ENTRIES SHOWN |
//! Layer export: drives an [`ExportSession`] across a feature source.
//!
//! [`Exporter::write_as_vector_format`] resolves the output geometry type and
//! attribute set, opens the session, streams the source features through the
//! optional reprojection and extent filter, and collects per-feature errors.
//! When the renderer draws by symbol level and symbol layers are exported,
//! features are bucketed by symbol first and written level by level.

use std::collections::BTreeMap;
use std::fs;
use std::path::Path;
use std::sync::Arc;

use geo_types::Rect;
use geowriter_core_common::{
    CoordinateTransform, DistanceUnit, DriverService, Feature, FeatureRenderer, FeatureRequest,
    Field, FieldType, Fields, GeometryType, ProviderKind, Symbol, VectorLayer,
};
use log::{debug, info, warn};

use crate::drivers::DriverRegistry;
use crate::error::{Result, WriterError};
use crate::fields::{FieldValueConverter, SHAPEFILE_DRIVER};
use crate::symbology::{SymbologyExport, map_unit_scale_factor, mm_scale_factor};
use crate::types::ExportReport;
use crate::writer::{ExportSession, SessionConfig, StyleContext};

/// Export stops once more than this many features failed.
pub const MAX_FEATURE_ERRORS: usize = 1000;

/// Render levels outside `0..MAX_RENDER_LEVELS` are ignored.
const MAX_RENDER_LEVELS: i32 = 1000;

/// Options for [`Exporter::write_as_vector_format`].
///
/// # Examples
///
/// ```
/// use geowriter_core::operations::ExportOptions;
/// use geowriter_core::symbology::SymbologyExport;
///
/// let options = ExportOptions::new("GPKG")
///     .with_only_selected(true)
///     .with_symbology(SymbologyExport::FeatureSymbology, 25_000.0);
///
/// assert_eq!(options.driver_name, "GPKG");
/// assert_eq!(options.encoding, "UTF-8");
/// ```
#[derive(Clone)]
pub struct ExportOptions {
    /// Text encoding of the output
    pub encoding: String,
    /// Reprojection applied to every geometry
    pub transform: Option<Arc<dyn CoordinateTransform>>,
    /// Output format name
    pub driver_name: String,
    /// Export only the layer's selected features
    pub only_selected: bool,
    /// `KEY=value` dataset creation options
    pub dataset_options: Vec<String>,
    /// `KEY=value` layer creation options
    pub layer_options: Vec<String>,
    /// Write geometries only
    pub skip_attribute_creation: bool,
    /// Style export mode
    pub symbology_export: SymbologyExport,
    /// Scale denominator used to size exported styles
    pub symbology_scale: f64,
    /// Drop features whose geometry does not intersect this rectangle
    pub filter_extent: Option<Rect<f64>>,
    /// Geometry type to write instead of the layer's own
    pub override_geometry_type: Option<GeometryType>,
    /// Promote the output geometry type to its multi variant
    pub force_multi: bool,
    /// Add an elevation to the overridden geometry type
    pub include_z: bool,
    /// Source attribute indices to export; empty exports all
    pub attributes: Vec<usize>,
    /// Field and value rewriting hook
    pub converter: Option<Arc<dyn FieldValueConverter>>,
}

impl Default for ExportOptions {
    fn default() -> Self {
        Self {
            encoding: "UTF-8".to_string(),
            transform: None,
            driver_name: SHAPEFILE_DRIVER.to_string(),
            only_selected: false,
            dataset_options: Vec::new(),
            layer_options: Vec::new(),
            skip_attribute_creation: false,
            symbology_export: SymbologyExport::NoSymbology,
            symbology_scale: 1.0,
            filter_extent: None,
            override_geometry_type: None,
            force_multi: false,
            include_z: false,
            attributes: Vec::new(),
            converter: None,
        }
    }
}

impl ExportOptions {
    /// Creates options writing with `driver_name`.
    #[must_use]
    pub fn new(driver_name: impl Into<String>) -> Self {
        Self {
            driver_name: driver_name.into(),
            ..Self::default()
        }
    }

    /// Set the text encoding.
    #[must_use]
    pub fn with_encoding(mut self, encoding: impl Into<String>) -> Self {
        self.encoding = encoding.into();
        self
    }

    /// Set the coordinate transform.
    #[must_use]
    pub fn with_transform(mut self, transform: Arc<dyn CoordinateTransform>) -> Self {
        self.transform = Some(transform);
        self
    }

    /// Restrict the export to selected features.
    #[must_use]
    pub fn with_only_selected(mut self, only_selected: bool) -> Self {
        self.only_selected = only_selected;
        self
    }

    /// Set the dataset creation options.
    #[must_use]
    pub fn with_dataset_options(mut self, options: Vec<String>) -> Self {
        self.dataset_options = options;
        self
    }

    /// Set the layer creation options.
    #[must_use]
    pub fn with_layer_options(mut self, options: Vec<String>) -> Self {
        self.layer_options = options;
        self
    }

    /// Write geometries only.
    #[must_use]
    pub fn with_skip_attribute_creation(mut self, skip: bool) -> Self {
        self.skip_attribute_creation = skip;
        self
    }

    /// Set the style export mode and scale denominator.
    #[must_use]
    pub fn with_symbology(mut self, mode: SymbologyExport, scale: f64) -> Self {
        self.symbology_export = mode;
        self.symbology_scale = scale;
        self
    }

    /// Set the extent filter.
    #[must_use]
    pub fn with_filter_extent(mut self, extent: Rect<f64>) -> Self {
        self.filter_extent = Some(extent);
        self
    }

    /// Override the output geometry type.
    #[must_use]
    pub fn with_override_geometry_type(mut self, geometry_type: GeometryType) -> Self {
        self.override_geometry_type = Some(geometry_type);
        self
    }

    /// Promote the output geometry type to multi.
    #[must_use]
    pub fn with_force_multi(mut self, force_multi: bool) -> Self {
        self.force_multi = force_multi;
        self
    }

    /// Add an elevation to the overridden geometry type.
    #[must_use]
    pub fn with_include_z(mut self, include_z: bool) -> Self {
        self.include_z = include_z;
        self
    }

    /// Set the exported source attribute indices.
    #[must_use]
    pub fn with_attributes(mut self, attributes: Vec<usize>) -> Self {
        self.attributes = attributes;
        self
    }

    /// Set the field value converter.
    #[must_use]
    pub fn with_converter(mut self, converter: Arc<dyn FieldValueConverter>) -> Self {
        self.converter = Some(converter);
        self
    }

    /// Geometry type written for a source layer of type `layer_type`.
    #[must_use]
    pub fn destination_geometry_type(&self, layer_type: GeometryType) -> GeometryType {
        let mut destination = layer_type;
        if let Some(override_type) = self.override_geometry_type {
            destination = override_type.flat();
            if override_type.has_z() || self.include_z {
                destination = destination.add_z();
            }
        }
        if self.force_multi {
            destination = destination.multi();
        }
        destination
    }
}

TASK |
Using the data above, state the number of lines that contain the word "ExportOptions"; add nothing else.

THE COMPLETED TASK |
5